What is a "quarterlife crisis"? Here's how authors Robbins and Wilner describe the quarterlife crisis: "The transition from childhood to adulthood -- from school to the world beyond -- comes as a jolt for which many of today's twentysomethings simply are not prepared. The resulting overwhelming senses of hopelessness and cluelessness, of indecision and apprehension, make up the real and common experience we call the quarterlife crisis." People who are going through a quarterlife crisis frequently experience some of the following:
- intense self-doubt
- uncertainty about the future
- lack of hope
- feeling directionless
- feeling like something is missing
- chronic procrastination
- disillusionment about a job or what "real life" is like
- fear of making changes or decisions
- overwhelmed by choices and possibilities
Oh boy, best day ever, where are you?
Goes on to tell me what I can do...great! Here's how I'm dealing -
- Avoid defining yourself by your job. It's common for people who are just starting out in the world of work to identify themselves through their jobs. You may do this because you have a very demanding job, or you may do it because it seems like your job is the easiest way of defining who you are. After all, "What do you do?" is usually one of the first questions people ask when they meet someone new. But it's important to develop a life beyond work. Try to find a few non-work activities that help you feel fulfilled, such as sports, a club or group, or volunteer work. This will help you create a more well-rounded identity.

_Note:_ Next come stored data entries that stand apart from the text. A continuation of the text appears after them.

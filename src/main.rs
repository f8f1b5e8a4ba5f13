//! Command-line entry point.
//!
//! Reads the request from argv (or stdin when no arguments are given),
//! runs one harness pass, and prints the final answer to stdout. Progress
//! goes to stderr (pretty) or stdout as JSONL when HARNESS_JSONL is set.

use std::io::Read;
use std::sync::Arc;

use anyhow::Context;
use tokio_util::sync::CancellationToken;

use quorum::llm::OpenAiClient;
use quorum::progress::ConsoleSink;
use quorum::{run, HarnessConfig, RunArgs};

#[tokio::main]
async fn main() -> anyhow::Result<()> {
    tracing_subscriber::fmt()
        .with_env_filter(
            tracing_subscriber::EnvFilter::try_from_default_env()
                .unwrap_or_else(|_| tracing_subscriber::EnvFilter::new("warn")),
        )
        .with_writer(std::io::stderr)
        .init();

    let config = HarnessConfig::from_env().context("configuration")?;

    let args: Vec<String> = std::env::args().skip(1).collect();
    let input = if args.is_empty() {
        let mut buf = String::new();
        std::io::stdin()
            .read_to_string(&mut buf)
            .context("reading request from stdin")?;
        buf.trim().to_string()
    } else {
        args.join(" ")
    };
    if input.is_empty() {
        anyhow::bail!("no request given (pass it as arguments or on stdin)");
    }

    let cancel = CancellationToken::new();
    {
        let cancel = cancel.clone();
        tokio::spawn(async move {
            if tokio::signal::ctrl_c().await.is_ok() {
                tracing::warn!("interrupt received, aborting run");
                cancel.cancel();
            }
        });
    }

    let sink = Arc::new(ConsoleSink::new(config.pretty, config.jsonl, config.verbosity));
    let client = Arc::new(OpenAiClient::new(config.api_key.clone()));

    match run(client, RunArgs { input, config, sink, cancel: Some(cancel) }).await {
        Ok(outcome) => {
            println!("{}", outcome.final_answer);
            Ok(())
        }
        Err(e) if e.is_aborted() => {
            eprintln!("aborted");
            std::process::exit(130);
        }
        Err(e) => Err(e.into()),
    }
}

- Trust yourself. Many people going through a quarterlife crisis are paralyzed by fear. They are afraid of making the wrong decision or doubt their capabilities. Try not to get caught up in this kind of negative thinking. Remind yourself of your strengths, and trust that you will make the decisions that are right for you.
- Take risks. Taking a calculated risk can be a good way of learning more about your limits and your potential. So try not to back down from reasonable risks, such as accepting a job in a new city or deciding to quit and pursue your passion.
Probably best to use all the ways to get over it, but I'm mostly just going with taking risks (I'll trust myself to take such risks, calculated may be up for debate, but it's all ambiguous anyway, right?) and quit my job and join the Peace Corps (if I can get in!) Self-worth, here I come!